Many thanks again and hope get your replies!
Zhiyuan
> -----原始邮件-----
> 发件人: "Paola Sala" <paola.sala_at_mi.infn.it>
> 发送时间: 2020-10-13 14:49:38 (星期二)
> 收件人: "\"梅志远\"" <meizhiyuan_at_hust.edu.cn>
> 抄送: "fluka discuss" <fluka-discuss_at_fluka.org>
> 主题: Re: [fluka-discuss]: Puzzles about the polar angle in USRYIELD card
>
> Hello
> maybe there is a problem of naming convention.

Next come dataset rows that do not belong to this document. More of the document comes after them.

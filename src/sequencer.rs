//! The test sequencer walks one test through its phases:
//! `Init -> Resetting -> Running -> Draining -> Checking -> Done`.

use std::fmt;

use crate::bfm::AluBfm;
use crate::config::{Flavor, TbConfig};
use crate::objection::Objections;
use crate::prelude::*;
use crate::scoreboard::{Scoreboard, Verdict};
use crate::tester::{policy_for, OperandPolicy, Tester};

#[derive(Debug, Clone, Copy, PartialEq, Eq)]
pub enum Phase {
    Init,
    Resetting,
    Running,
    Draining,
    Checking,
    Done,
}

impl Phase {
    pub fn next(self) -> Option<Phase> {
        match self {
            Phase::Init => Some(Phase::Resetting),
            Phase::Resetting => Some(Phase::Running),
            Phase::Running => Some(Phase::Draining),
            Phase::Draining => Some(Phase::Checking),
            Phase::Checking => Some(Phase::Done),
            Phase::Done => None,
        }
    }

    pub fn transition(self, to: Phase) -> TbResult<Phase> {
        match self.next() {
            Some(next) if next == to => Ok(to),
            _ => Err(TbError::PhaseOrder { from: self, to }),
        }
    }

    /// Moves to `to` and logs the transition.
    pub fn advance(&mut self, to: Phase) -> TbResult {
        let from = *self;
        *self = from.transition(to)?;
        SIM_IF.log(&format!("Phase {} -> {}", from, to));
        Ok(())
    }
}

impl fmt::Display for Phase {
    fn fmt(&self, f: &mut fmt::Formatter<'_>) -> fmt::Result {
        fmt::Debug::fmt(self, f)
    }
}

pub struct AluTest {
    config: TbConfig,
    phase: Phase,
    bfm: AluBfm,
    scoreboard: Scoreboard,
    tester: Tester,
}

impl AluTest {
    /// Test with the operand policy named by the configuration.
    pub fn new(dut: SimObject, config: TbConfig) -> TbResult<Self> {
        let policy = policy_for(config.policy, config.seed_or_default());
        AluTest::with_policy(dut, config, policy)
    }

    pub fn with_policy(dut: SimObject, config: TbConfig, policy: Box<dyn OperandPolicy>) -> TbResult<Self> {
        config.validate()?;
        let tester = Tester::builder()
            .policy(policy)
            .ops(&config.ops)
            .filler_count(config.filler_count)
            .build()?;
        Ok(AluTest {
            bfm: AluBfm::new(dut, config.reset_cycles)?,
            scoreboard: Scoreboard::with_fillers(config.filler_count),
            tester,
            phase: Phase::Init,
            config,
        })
    }

    pub fn phase(&self) -> Phase {
        self.phase
    }

    pub fn bfm(&self) -> &AluBfm {
        &self.bfm
    }

    pub fn scoreboard(&self) -> &Scoreboard {
        &self.scoreboard
    }

    /// Runs all phases. The verdict is returned whether it passed or not; errors are
    /// protocol or simulation failures.
    pub async fn run(mut self) -> TbResult<Verdict> {
        self.phase.advance(Phase::Resetting)?;
        self.bfm.reset().await?;

        self.phase.advance(Phase::Running)?;
        self.bfm.start_tasks()?;
        self.scoreboard
            .start_tasks(self.bfm.take_cmd_receiver()?, self.bfm.take_result_receiver()?)?;
        let tester = self.tester;
        let issued = match self.config.flavor {
            Flavor::Sequential => tester.run(self.bfm.clone()).await?,
            Flavor::Objection => {
                let objections = Objections::new();
                let objection = objections.raise("tester");
                let bfm = self.bfm.clone();
                let handle = Task::spawn(
                    async move {
                        let _objection = objection;
                        tester.run(bfm).await
                    },
                    "tester",
                );
                objections.cleared().await;
                handle.await??
            }
        };

        self.phase.advance(Phase::Draining)?;
        utils::clock_cycles(self.bfm.clk(), self.config.drain_cycles).await?;
        self.scoreboard.check_counts(issued)?;

        self.phase.advance(Phase::Checking)?;
        let verdict = self.scoreboard.check_results()?;

        self.phase.advance(Phase::Done)?;
        SIM_IF.log(&format!(
            "{}: {}",
            if verdict.passed() { "PASS" } else { "FAIL" },
            verdict.summary()
        ));
        Ok(verdict)
    }
}

#[cfg(test)]
mod tests {
    use super::*;

    #[test]
    fn phases_advance_in_order() {
        let mut phase = Phase::Init;
        let mut seen = vec![phase];
        while let Some(next) = phase.next() {
            phase = phase.transition(next).unwrap();
            seen.push(phase);
        }
        assert_eq!(
            seen,
            vec![
                Phase::Init,
                Phase::Resetting,
                Phase::Running,
                Phase::Draining,
                Phase::Checking,
                Phase::Done
            ]
        );
    }

    #[test]
    fn skipping_or_repeating_a_phase_is_rejected() {
        assert_eq!(
            Phase::Init.transition(Phase::Running),
            Err(TbError::PhaseOrder { from: Phase::Init, to: Phase::Running })
        );
        assert!(Phase::Draining.transition(Phase::Draining).is_err());
        assert!(Phase::Done.transition(Phase::Init).is_err());
    }
}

> the polar angle is the angle between the direction of the particle and the
> direction of the beam. If the particle is emitted in the forward direction
> along the beam axis, it has zero polar angle. If emitted in a direction
> perprndicular to the beam, it has 90 degrees (pi) angle. Uf totally
> backward--> 180 degrees or 2pi.
> The 4pi is the total solid angle, where the additional 2pi comes from the
> integration on the azimuthal angle, the one measured in the plane
> perpendicular to the beam.
> Hope this helps
> Paola
> > Dear FLUKA experts,I want to obtain the photon yield around a Cu target
> > shot by an electron beam. I'd like to plot the yield with an angular
> > distribution. So I use the USRYIELD card.
> >
> >
> >
> >
> > I indeed get a plot as shown below. But I'm puzzled about the definition
> > of the polar angle, namely the X axis of the plot.
> >
> >
> >
> >
> > (1) Yes, I know the Upper limit of the polar angle is forced to π, why?
> > why not the natural upper limit of polar angle, 2π? In my opinion, the
> > maximal polar angle should be 2π to cover the full angular distribution.
> > For a polar angle of π, only half the angular distribution is obtained.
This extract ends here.